The federal government posted a $41.3 billion profit on its student loan business in fiscal year 2013, a higher profit level than all but two companies in the world: Exxon Mobil ($44.9 billion) and Apple ($41.7 billion). USA Today reports:
The numbers track the entire fiscal year that ended Sept. 30. They come as concern continues to mount about the level of indebtedness by college students and graduates. Estimates show more than $1.2 trillion in student loan debt across the nation, more than the nation owes on credit cards.
Kelly Wilk, a December 2010 graduate from the University of Michigan-Dearborn, feels the impact of her loans all the time. She graduated with about $25,000 in federal loans and now owes slightly more than $22,000, with a monthly payment of $281.
"For some, this payment may not seem too bad," the 25-year-old Livonia resident said. "But for me, it is a huge monthly payment; it is pretty much a car payment or half of rent.
Student loan debt is crushing young Americans and it is the fastest growing type of debt in the nation. While credit card debt has grown by just 2 percent over the last two years, student loan debt has grown by 20 percent. Americans now owe more in student loan debt than any other consumer type of consumer debt except for mortgages.
And yet the federal government insists on continuing to subsidize it, which only sends tuition higher, forcing even more students to take on more debt.
There is a better way.
Sen. Mike Lee (R-UT) is working on legalization that would reduce the price of higher education by dismantling the monopoly power existing colleges an universities use to keep tuition rising.
Lee's bill would empower states to create their own accreditation organizations, who would then be able to sanction new higher education options. Lee outlined in October:
Today, only degree-issuing academic institutions are even allowed to be accredited. Under the new, optional state systems that my bill would authorize, accreditation could also be available to specialized programs, individual courses, apprenticeships, professional credentialing, and even competency-based tests. States could accredit online courses, or hybrid models with elements on- and off-campus.
Imagine having access to credit and student aid and for:
- a program in computer science accredited by Apple or in music accredited by the New York Philharmonic;
- college-level history classes on-site at Mount Vernon or Gettysburg;
- medical-technician training developed by the Mayo Clinic;
- taking massive, open, online courses offered by the best teachers in the world... from your living room or the public library.
Brick-and-ivy institutions will always be the backbone of our higher-education system, but they shouldn’t be the only option.
If these new models were to succeed, they would create a virtuous cycle. Traditional colleges would be impelled to cut waste, refocus on their students, and embrace innovation and experimentation as part of their campus cultures.

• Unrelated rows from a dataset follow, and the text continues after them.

use serde::{Deserialize, Serialize};

use shared_models::serde_helpers::string_or_number;
use shared_models::Doctor;

/// Fields made available to the acceptance e-mail template.
#[derive(Debug, Clone, Default, PartialEq, Serialize, Deserialize)]
#[serde(rename_all = "camelCase")]
pub struct AcceptanceTemplate {
    pub patient_email: String,
    pub patient_name: String,
    pub doctor_name: String,
    pub doctor_degree: String,
    pub department: String,
    pub hospital: String,
    pub appointment_date: String,
    pub appointment_time: String,
    pub appointment_duration: String,
    pub serial_number: String,
    pub accepted_at: String,
}

impl AcceptanceTemplate {
    /// Fill doctor fields that are still blank from the doctor's profile.
    pub fn with_doctor(mut self, doctor: &Doctor) -> Self {
        fill(&mut self.doctor_name, doctor.display_name());
        fill(&mut self.doctor_degree, doctor.degree.as_deref());
        fill(&mut self.department, doctor.department.as_deref());
        fill(&mut self.hospital, doctor.hospital.as_deref());
        self
    }

    pub fn summary(&self) -> String {
        format!(
            "Dear {}, your appointment with Dr. {} is confirmed for {} at {} ({}). Serial: {}",
            self.patient_name,
            self.doctor_name,
            self.appointment_date,
            self.appointment_time,
            self.appointment_duration,
            self.serial_number,
        )
    }
}

fn fill(slot: &mut String, value: Option<&str>) {
    if slot.trim().is_empty() {
        if let Some(value) = value.filter(|v| !v.trim().is_empty()) {
            *slot = value.to_string();
        }
    }
}

/// The subset of a booking record the SMS trigger looks at.
#[derive(Debug, Clone, Default, PartialEq, Deserialize)]
#[serde(rename_all = "camelCase")]
pub struct BookingStatusView {
    #[serde(skip)]
    pub doctor_id: String,
    #[serde(skip)]
    pub booking_id: String,
    #[serde(default)]
    pub status: Option<String>,
    #[serde(default)]
    pub patient_name: String,
    #[serde(default, deserialize_with = "string_or_number")]
    pub phone: String,
    #[serde(default)]
    pub doctor_name: Option<String>,
    #[serde(default)]
    pub serial_number: Option<u32>,
    #[serde(default)]
    pub appointment_time: Option<String>,
}

impl BookingStatusView {
    pub fn is_accepted(&self) -> bool {
        self.status.as_deref() == Some("accepted")
    }

    /// E.164 style destination; stored numbers carry the country code
    /// without the leading plus.
    pub fn sms_destination(&self) -> Option<String> {
        let digits = self.phone.trim().trim_start_matches('+');
        (!digits.is_empty()).then(|| format!("+{}", digits))
    }

    pub fn confirmation_message(&self, doctor_name: &str) -> String {
        format!(
            "Hello {}, your appointment with Dr. {} is confirmed.\nSerial: {}\nTime: {}",
            self.patient_name,
            doctor_name,
            self.serial_number.map(|n| n.to_string()).unwrap_or_else(|| "-".to_string()),
            self.appointment_time.as_deref().unwrap_or("-"),
        )
    }
}
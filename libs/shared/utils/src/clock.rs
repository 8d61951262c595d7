use std::sync::{Arc, RwLock};

use chrono::{DateTime, Duration, Utc};

/// Source of "now" for anything that stamps records or works out the
/// current clinic day.
pub trait Clock: Send + Sync {
    fn now(&self) -> DateTime<Utc>;
}

#[derive(Debug, Clone, Copy, Default)]
pub struct SystemClock;

impl Clock for SystemClock {
    fn now(&self) -> DateTime<Utc> {
        Utc::now()
    }
}

/// Manually driven clock for tests and replays.
#[derive(Debug, Clone)]
pub struct FixedClock {
    now: Arc<RwLock<DateTime<Utc>>>,
}

impl FixedClock {
    pub fn new(now: DateTime<Utc>) -> Self {
        Self {
            now: Arc::new(RwLock::new(now)),
        }
    }

    pub fn set(&self, now: DateTime<Utc>) {
        match self.now.write() {
            Ok(mut guard) => *guard = now,
            Err(poisoned) => *poisoned.into_inner() = now,
        }
    }

    pub fn advance(&self, by: Duration) {
        let next = self.now() + by;
        self.set(next);
    }
}

impl Clock for FixedClock {
    fn now(&self) -> DateTime<Utc> {
        match self.now.read() {
            Ok(guard) => *guard,
            Err(poisoned) => *poisoned.into_inner(),
        }
    }
}

#[cfg(test)]
mod tests {
    use super::*;
    use chrono::TimeZone;

    #[test]
    fn fixed_clock_advances() {
        let start = Utc.with_ymd_and_hms(2024, 1, 1, 8, 0, 0).unwrap();
        let clock = FixedClock::new(start);
        clock.advance(Duration::minutes(90));
        assert_eq!(clock.now(), Utc.with_ymd_and_hms(2024, 1, 1, 9, 30, 0).unwrap());
    }
}
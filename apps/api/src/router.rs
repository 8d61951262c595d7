use std::sync::Arc;

use axum::{
    Router,
    routing::get,
};

use booking_cell::{create_booking_router, create_directory_router, BookingState, DoctorDirectoryService};

pub fn create_router(state: Arc<BookingState>, directory: Arc<DoctorDirectoryService>) -> Router {
    Router::new()
        .route("/", get(|| async { "Doctor booking API is running!" }))
        .merge(create_directory_router(directory))
        .nest("/doctors", create_booking_router(state))
}
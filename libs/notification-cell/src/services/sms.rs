use async_trait::async_trait;
use reqwest::Client;
use tracing::{debug, error, info};

use shared_config::AppConfig;

use crate::NotificationError;

#[async_trait]
pub trait SmsGateway: Send + Sync {
    async fn send_sms(&self, to: &str, body: &str) -> Result<(), NotificationError>;
}

/// Twilio Programmable Messaging client.
/// POST {base}/2010-04-01/Accounts/{AccountSid}/Messages.json
pub struct TwilioSmsGateway {
    client: Client,
    base_url: String,
    account_sid: String,
    auth_token: String,
    from_number: String,
}

impl TwilioSmsGateway {
    pub fn new(config: &AppConfig) -> Result<Self, NotificationError> {
        if !config.is_sms_configured() {
            return Err(NotificationError::NotConfigured(
                "TWILIO_ACCOUNT_SID, TWILIO_AUTH_TOKEN and TWILIO_FROM_NUMBER are required".to_string(),
            ));
        }

        Ok(Self {
            client: Client::new(),
            base_url: config.twilio_api_base_url.trim_end_matches('/').to_string(),
            account_sid: config.twilio_account_sid.clone(),
            auth_token: config.twilio_auth_token.clone(),
            from_number: config.twilio_from_number.clone(),
        })
    }
}

#[async_trait]
impl SmsGateway for TwilioSmsGateway {
    async fn send_sms(&self, to: &str, body: &str) -> Result<(), NotificationError> {
        let url = format!(
            "{}/2010-04-01/Accounts/{}/Messages.json",
            self.base_url, self.account_sid
        );
        debug!("Sending SMS request to: {}", url);

        let response = self
            .client
            .post(&url)
            .basic_auth(&self.account_sid, Some(&self.auth_token))
            .form(&[("To", to), ("From", self.from_number.as_str()), ("Body", body)])
            .send()
            .await?;

        let status = response.status();
        if !status.is_success() {
            let body = response.text().await.unwrap_or_default();
            error!("SMS gateway error ({}): {}", status, body);
            return Err(NotificationError::Gateway {
                status: status.as_u16(),
                body,
            });
        }

        info!("SMS sent to {}", to);
        Ok(())
    }
}
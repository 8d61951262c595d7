use thiserror::Error;

use shared_database::StoreError;

#[derive(Error, Debug)]
pub enum NotificationError {
    #[error("Notification service not configured: {0}")]
    NotConfigured(String),

    #[error("Notification request failed: {0}")]
    Http(#[from] reqwest::Error),

    #[error("Notification gateway rejected the message ({status}): {body}")]
    Gateway { status: u16, body: String },

    #[error("No recipient for booking {0}")]
    MissingRecipient(String),

    #[error("Store error: {0}")]
    Store(#[from] StoreError),
}
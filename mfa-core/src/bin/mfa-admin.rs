//! CLI tool for administering MFA methods
//!
//! # Usage
//!
//! ```bash
//! # List a user's methods
//! mfa-admin list user-42 --db sqlite://mfa.db
//!
//! # Show MFA status
//! mfa-admin status user-42
//!
//! # Remove a method
//! mfa-admin remove 6f1c0a52-2a9e-4e63-9f0e-1d2b3c4d5e6f
//!
//! # Issue a fresh set of backup codes, replacing the old ones
//! mfa-admin backup-codes user-42 --replace
//!
//! # Drop challenge records older than a day
//! mfa-admin purge --older-than-hours 24
//! ```

use anyhow::Context;
use chrono::{Duration, Utc};
use clap::{Parser, Subcommand};
use mfa_core::{ConsoleChannel, MfaConfig, MfaService, SqliteStore};
use std::path::PathBuf;
use std::sync::Arc;
use tracing::info;
use uuid::Uuid;

#[derive(Parser)]
#[command(name = "mfa-admin")]
#[command(about = "Administer multi-factor authentication methods", long_about = None)]
struct Cli {
    /// Path to a TOML config file
    #[arg(short, long)]
    config: Option<PathBuf>,

    /// Database URL, overrides the config file (e.g., sqlite://mfa.db)
    #[arg(short, long)]
    db: Option<String>,

    #[command(subcommand)]
    command: Commands,
}

#[derive(Subcommand)]
enum Commands {
    /// List a user's methods
    List {
        /// User id
        user: String,
    },
    /// Show a user's MFA summary
    Status {
        /// User id
        user: String,
    },
    /// Remove a method by id
    Remove {
        /// Method id
        method_id: Uuid,
    },
    /// Generate backup codes for a user
    BackupCodes {
        /// User id
        user: String,
        /// Number of codes (defaults to the configured count)
        #[arg(short = 'n', long)]
        count: Option<usize>,
        /// Delete the user's existing backup codes first
        #[arg(long)]
        replace: bool,
    },
    /// Delete stale challenge records
    Purge {
        /// Only records created more than this many hours ago
        #[arg(long, default_value_t = 24)]
        older_than_hours: i64,
    },
}

#[tokio::main]
async fn main() -> anyhow::Result<()> {
    let cli = Cli::parse();

    let mut config = match &cli.config {
        Some(path) => MfaConfig::from_file(path)
            .with_context(|| format!("loading {}", path.display()))?,
        None => MfaConfig::default(),
    };
    if let Some(db) = cli.db {
        config.storage.database_url = db;
    }

    mfa_core::logging::init(&config.logging)?;
    info!("Using database {}", config.storage.database_url);

    let store = Arc::new(SqliteStore::connect(&config.storage.database_url).await?);
    let service = MfaService::new(config, store, Arc::new(ConsoleChannel))?;

    match cli.command {
        Commands::List { user } => {
            let methods = service.registry().list_methods(&user).await?;

            if methods.is_empty() {
                println!("No methods found.");
            } else {
                println!(
                    "{:<38} {:<8} {:<20} {:<9} {:<8} {:<20}",
                    "Id", "Kind", "Destination", "Verified", "Primary", "Last Used"
                );
                println!("{:-<105}", "");

                for m in &methods {
                    let last_used = m
                        .last_used_at
                        .map(|t| t.format("%Y-%m-%d %H:%M").to_string())
                        .unwrap_or_else(|| "Never".to_string());
                    println!(
                        "{:<38} {:<8} {:<20} {:<9} {:<8} {:<20}",
                        m.id.to_string(),
                        m.kind,
                        m.destination.as_deref().unwrap_or("-"),
                        m.is_verified,
                        m.is_primary,
                        last_used
                    );
                }

                println!("\nTotal: {} method(s)", methods.len());
            }
        }
        Commands::Status { user } => {
            let status = service.status(&user).await?;
            println!("{}", serde_json::to_string_pretty(&status)?);
        }
        Commands::Remove { method_id } => {
            service.registry().remove_method(method_id).await?;
            println!("✓ Method {} removed", method_id);
        }
        Commands::BackupCodes {
            user,
            count,
            replace,
        } => {
            let codes = if replace {
                service
                    .backup_codes()
                    .regenerate_backup_codes(&user, count)
                    .await?
            } else {
                service
                    .backup_codes()
                    .generate_backup_codes(&user, count)
                    .await?
            };

            println!("Backup codes for {} (shown once):\n", user);
            for code in codes.display_codes() {
                println!("  {}", code);
            }
        }
        Commands::Purge { older_than_hours } => {
            let cutoff = Utc::now() - Duration::hours(older_than_hours);
            let removed = service.issuer().purge_stale_challenges(cutoff).await?;
            println!("✓ Removed {} challenge record(s)", removed);
        }
    }

    Ok(())
}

This reform could allow a student to completely customize her transcript – and “college” experience – while allowing federal aid to follow her through all of these different options.
Students could mix and match courses, programs, tests, on-line and on-campus credits a la carte, pursuing their degree or certification at their own pace... while bringing down costs to themselves, their families, and the taxpayers.
The federal government should not be in the business of subsidizing debt for anyone, but particularly not young Americans just starting to live on their own. More Republicans should embrace Lee's vision for a different higher education solution.